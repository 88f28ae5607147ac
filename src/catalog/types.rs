use serde::{Deserialize, Serialize};

use crate::core::types::ParseIssue;
use crate::sidecar::types::BBox;

/// One detected SKU token from the fast pass; not deduplicated.
#[derive(Debug, Clone, Serialize, Deserialize, PartialEq)]
pub struct Candidate {
    pub sku: String,
    pub page_no: i64,
    pub sku_bbox: BBox,
    pub image_bbox: Option<BBox>,
    pub lines: Vec<String>,
    pub quick_fingerprint: String,
}

#[derive(Debug, Clone, PartialEq)]
pub struct CatalogScan {
    pub page_count: usize,
    /// Page-ascending, then (row, column) within a page.
    pub candidates: Vec<Candidate>,
}

#[derive(Debug, Clone, PartialEq, Eq)]
pub struct ParsedItem {
    pub sku: String,
    pub name: String,
    pub upc: Option<String>,
    pub pack: Option<String>,
    pub category: String,
    pub parse_issues: Vec<ParseIssue>,
    pub image_bytes: Option<Vec<u8>>,
    pub image_extension: Option<String>,
}
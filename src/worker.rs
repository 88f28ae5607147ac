//! Job claiming loop. One job at a time per worker.

use tracing::{error, info};

use crate::{
    core::errors::AppResult,
    db::repositories::{catalogs, jobs},
    sync::{
        engine::{JobOutcome, SyncEngine},
        progress::LABEL_QUEUED,
    },
    AppState,
};

/// Claims and processes at most one queued job. Returns whether a job was found.
pub async fn run_once(state: &AppState) -> AppResult<bool> {
    let pool = state.db.pool();
    let Some(job) = jobs::claim_next_job(pool).await? else {
        return Ok(false);
    };
    info!(job_id = %job.id, catalog_id = %job.catalog_id, attempts = job.attempts, "claimed parser job");

    catalogs::mark_processing(
        pool,
        &job.catalog_id,
        &serde_json::json!({ "progress_percent": 0, "progress_label": LABEL_QUEUED }),
    )
    .await?;

    let engine = SyncEngine::new(state.db.clone(), state.store.clone(), state.extractor.clone());
    match engine.process_job(&job).await? {
        JobOutcome::Completed(summary) => info!(
            job_id = %job.id,
            total_items = summary.progress.total_items,
            capture_verification_passed = summary.capture_verification.capture_verification_passed,
            "parser job succeeded"
        ),
        JobOutcome::Failed(err) => info!(job_id = %job.id, code = err.code(), "parser job marked failed"),
    }
    Ok(true)
}

/// Polls for jobs until the process exits, sleeping whenever the queue is idle.
pub async fn run_forever(state: &AppState) {
    loop {
        match run_once(state).await {
            Ok(true) => continue,
            Ok(false) => {}
            Err(err) => error!(code = err.code(), "worker loop error: {err}"),
        }
        tokio::time::sleep(state.config.poll_interval).await;
    }
}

What the task asks
What this exercise asks for is every line of the data above with the word "Option".

Answer area
    pub image_bbox: Option<BBox>,
    pub upc: Option<String>,
    pub pack: Option<String>,
    pub image_bytes: Option<Vec<u8>>,
    pub image_extension: Option<String>,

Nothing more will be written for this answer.